The proposed campus would provide new graduate education programs aimed at supporting the region’s growing workforce in biomedical technology and focused on pioneering technology related to simulation, health applications of artificial intelligence, patient quality and safety, health care administration and fintech. The plan would include both classroom space and residences.

“We are excited about the possibility of hosting this University of Florida expansion to foster opportunity, a talent pipeline, and further grow our region’s industry, said Jacksonville Mayor Lenny Curry.

The Jacksonville region has become a leader in financial technology and health care innovation.

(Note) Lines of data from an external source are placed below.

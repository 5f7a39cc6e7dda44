use std::{collections::HashMap, sync::Arc};

use {
    async_trait::async_trait,
    rand::seq::IndexedRandom,
    tokio::sync::Mutex,
    tracing::{debug, info},
};

use {
    nexus_config::ChatConfig,
    nexus_protocol::{Event, TextPayload, topics},
};

use crate::{
    backend::{BackendError, ChatBackend, ChatRequest},
    intent::parse_home_intent,
    memory::ShortTermMemory,
    model::{LlmProvider, Role},
    prompt::build_messages,
    providers::OpenRouterProvider,
};

/// Event type of replies produced by this backend.
pub const MINI_OUTPUT: &str = "mesh.output";
pub const MINI_SOURCE: &str = "mesh:mini";

struct SessionState {
    identity: Option<String>,
    memory: ShortTermMemory,
}

/// The "mini" backend: home intents are answered directly, everything else
/// goes to the LLM with a per-session persona and short-term memory.
pub struct MiniBackend {
    provider: Option<Arc<dyn LlmProvider>>,
    system_prompt: String,
    secondary_prompt: String,
    memory_size: usize,
    identities: Vec<String>,
    sessions: Mutex<HashMap<String, SessionState>>,
}

impl MiniBackend {
    pub fn new(provider: Option<Arc<dyn LlmProvider>>, config: &ChatConfig) -> Self {
        Self {
            provider,
            system_prompt: config.system_prompt.clone(),
            secondary_prompt: config.secondary_prompt.clone(),
            memory_size: config.memory_size,
            identities: config.identities.clone(),
            sessions: Mutex::new(HashMap::new()),
        }
    }

    /// Build with the OpenRouter provider when an API key is configured.
    pub fn from_config(config: &ChatConfig) -> Self {
        let provider = OpenRouterProvider::from_config(config)
            .map(|p| Arc::new(p) as Arc<dyn LlmProvider>);
        match &provider {
            Some(p) => info!(provider = p.name(), model = p.id(), "mini backend ready"),
            None => info!("mini backend has no provider, chat will echo"),
        }
        Self::new(provider, config)
    }

    pub async fn session_count(&self) -> usize {
        self.sessions.lock().await.len()
    }

    fn reply(&self, request: &ChatRequest, topic: &str, payload: serde_json::Value) -> Event {
        Event::builder(MINI_OUTPUT, MINI_SOURCE, topic, payload)
            .session(request.session_id.as_deref())
            .corr_id(Some(&request.corr_id))
            .build()
    }
}

#[async_trait]
impl ChatBackend for MiniBackend {
    async fn handle(&self, request: &ChatRequest) -> Result<Vec<Event>, BackendError> {
        if let Some(cmd) = parse_home_intent(&request.text) {
            debug!(topic = ?cmd.topic, "home intent");
            let payload = serde_json::to_value(&cmd).unwrap_or_default();
            return Ok(vec![self.reply(request, topics::HOME_COMMAND, payload)]);
        }

        let provider = self.provider.as_ref().ok_or(BackendError::NotConfigured)?;
        let key = request.session_id.clone().unwrap_or_default();

        let messages = {
            let mut sessions = self.sessions.lock().await;
            let state = sessions.entry(key.clone()).or_insert_with(|| SessionState {
                identity: self.identities.choose(&mut rand::rng()).cloned(),
                memory: ShortTermMemory::new(self.memory_size),
            });
            build_messages(
                &self.system_prompt,
                state.identity.as_deref(),
                &self.secondary_prompt,
                &state.memory,
                &request.text,
            )
        };

        let reply = provider.complete(&messages).await?;

        if let Some(state) = self.sessions.lock().await.get_mut(&key) {
            state.memory.add(Role::User, request.text.clone());
            state.memory.add(Role::Assistant, reply.clone());
        }

        Ok(vec![self.reply(
            request,
            topics::CHAT_OUTPUT,
            TextPayload::new(reply).to_value(),
        )])
    }

    async fn end_session(&self, session_id: &str) {
        if self.sessions.lock().await.remove(session_id).is_some() {
            debug!(session_id, "dropped session memory");
        }
    }
}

Recent headquarters announcements from fintechs Paysafe and Dun & Bradstreet will add a combined 1,100+jobs to the region’s already existing financial services and IT workforce of 64,800+ strong.

And with one of the largest and most innovative health care ecosystems in the nation, Northeast Florida is a center for medical breakthroughs and advanced leadership as displayed during the inaugural medical innovation summit held last year.

Although UF has had long-standing specialty and subspecialty graduate medical education programs at the UF College of Medicine – Jacksonville, the plans call for bringing revolutionary approaches to training the health care professionals of tomorrow to the local Jacksonville area, including a regional UF Health campus.

This comes on the heels of the recent announcement of a merger between UF Health at Jacksonville and Flagler Health+, expanding the former’s presence to the region’s southern quadrant.

As a part of the next steps in this partnership, Curry announced intentions to bring a three-year, $50 million proposal to the Jacksonville City Council. UF and community leaders will seek an additional $50 million in private support.

“We’re excited to grow our historic partnership with Jacksonville through exploring what we envision as a new campus designed for the strengths of this unique city,” said Mori Hosseini, chair of the UF Board of Trustees. “We’re confident we can create incredible synergies by joining UF’s strengths as a top-five public flagship university with Jacksonville’s rising stature as national health care and technology hub.”